Медики давно уже с этим живут. Инсулин как раз ферментами и дрожжами и делается. А когда это в еду переходит…

Я неделю назад вернулся из Дубая, где был на конференции. Конференция называлась «Здоровые инновации». И там первый раз я услышал проблему, о которой на Западе до этого в таком ключе не звучало. Доверие. Доверие к новым технологиям. А что вы этим вообще хотите сказать? А как они на меня влияют? А я не верю. «Кручу-верчу, запутать хочу», или это правда полезность?

Есть вещи, которые западная нутрициология еще по-честному не проговорила. Самое страшное — это сахар. Сахар в 1950 году, это было в Америке, я не помню, кто президентом был. У него была проблема с…

АЧ. Эйзенхауэр.

СИ. В 1955 еще он был. У него была проблема с сердцем, и ему местный яркий молодой ученый сказал: я знаю, как эту проблему решить. Вся проблема в жирах. Надо снизить холестерин и вообще убрать жиры насыщенные. И это повлекло начало моды борьбы с жирами.

И тогда был один ученый британский, это конец 50-х — начало 60-х, Джон Эткин его звали. И он говорит: остановитесь, при чем тут жиры? Проблема в сахаре на самом деле, надо с сахарами бороться, а не с жирами. Его уничтожили как научную величину, как человека, сделали из него неадекватного…

АЧ. …конспиролога, городского сумасшедшего.

СИ. Он закончил жизнь в Израиле плохо, вытолкнули его. И только в начале 2000-х начали говорить о том, что что-то мы с жирами, похоже, переборщили, что-то мы увлеклись, проблема на самом деле в сахаре.
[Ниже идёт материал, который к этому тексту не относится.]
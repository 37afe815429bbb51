#![allow(clippy::expect_used, clippy::panic)]
//! Integration tests for fail-point injection.
//!
//! These tests require the `failpoints` feature:
//! ```bash
//! cargo test -p perimeter-storage --features failpoints --test failpoint_tests
//! ```
#![cfg(feature = "failpoints")]

use std::sync::Arc;

use perimeter_storage::{BatchConfig, BatchEntry, MemoryBackend, WriteBatcher};

#[tokio::test]
async fn batch_write_failpoint_returns_error() {
    let scenario = fail::FailScenario::setup();
    fail::cfg("batch-before-write", "return").expect("failed to configure fail point");

    let backend = Arc::new(MemoryBackend::new());
    let batcher = WriteBatcher::new("test", backend.clone(), BatchConfig::default());
    batcher.enqueue(BatchEntry::persistent("key", b"value".to_vec()));

    assert!(batcher.flush().await.is_err(), "flush should fail when fail point is active");
    assert!(backend.is_empty());

    scenario.teardown();
}

#[tokio::test]
async fn background_flush_survives_failpoint() {
    let scenario = fail::FailScenario::setup();
    fail::cfg("batch-before-write", "return").expect("failed to configure fail point");

    let backend = Arc::new(MemoryBackend::new());
    let config = BatchConfig::builder().max_batch_size(1).build().expect("valid config");
    let batcher = WriteBatcher::new("test", backend.clone(), config);

    let handle = batcher.enqueue(BatchEntry::persistent("key", b"value".to_vec()));
    handle.expect("flush spawned").await.expect("flush task must not panic");
    assert!(backend.is_empty());

    scenario.teardown();
}

#[tokio::test]
async fn batch_write_without_failpoint_succeeds() {
    let scenario = fail::FailScenario::setup();

    let backend = Arc::new(MemoryBackend::new());
    let batcher = WriteBatcher::new("test", backend.clone(), BatchConfig::default());
    batcher.enqueue(BatchEntry::persistent("key", b"value".to_vec()));

    let stats = batcher.flush().await.expect("flush should succeed without fail point");
    assert_eq!(stats.entries_count, 1);

    scenario.teardown();
}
Я жирами занимаюсь с 1997-го года. Мне всегда казалось, кто же начал войну холестерина с трансжирами? Растительные жиры предъявляли за холестерин, животные жиры предъявляли за трансжиры, непримиримая бойня. Мне всегда казалось, что самый главный выгодоприобретатель этого всего — пальмовое масло, потому что там нет трансжиров и нет холестерина.

Я думал, что такие хитрые малазийцы или малазийский пальмовый союз, как красиво разыграли, просто столкнули лбами. Мы внутри обсуждали, мне мои товарищи: они не могли этого сделать, не выглядят они такими, особенно тогда. В 2017-м или 2018-м году вышла газетная заметка, то ли в «Нью-Йорк Таймс», в какой-то большой американской [газете].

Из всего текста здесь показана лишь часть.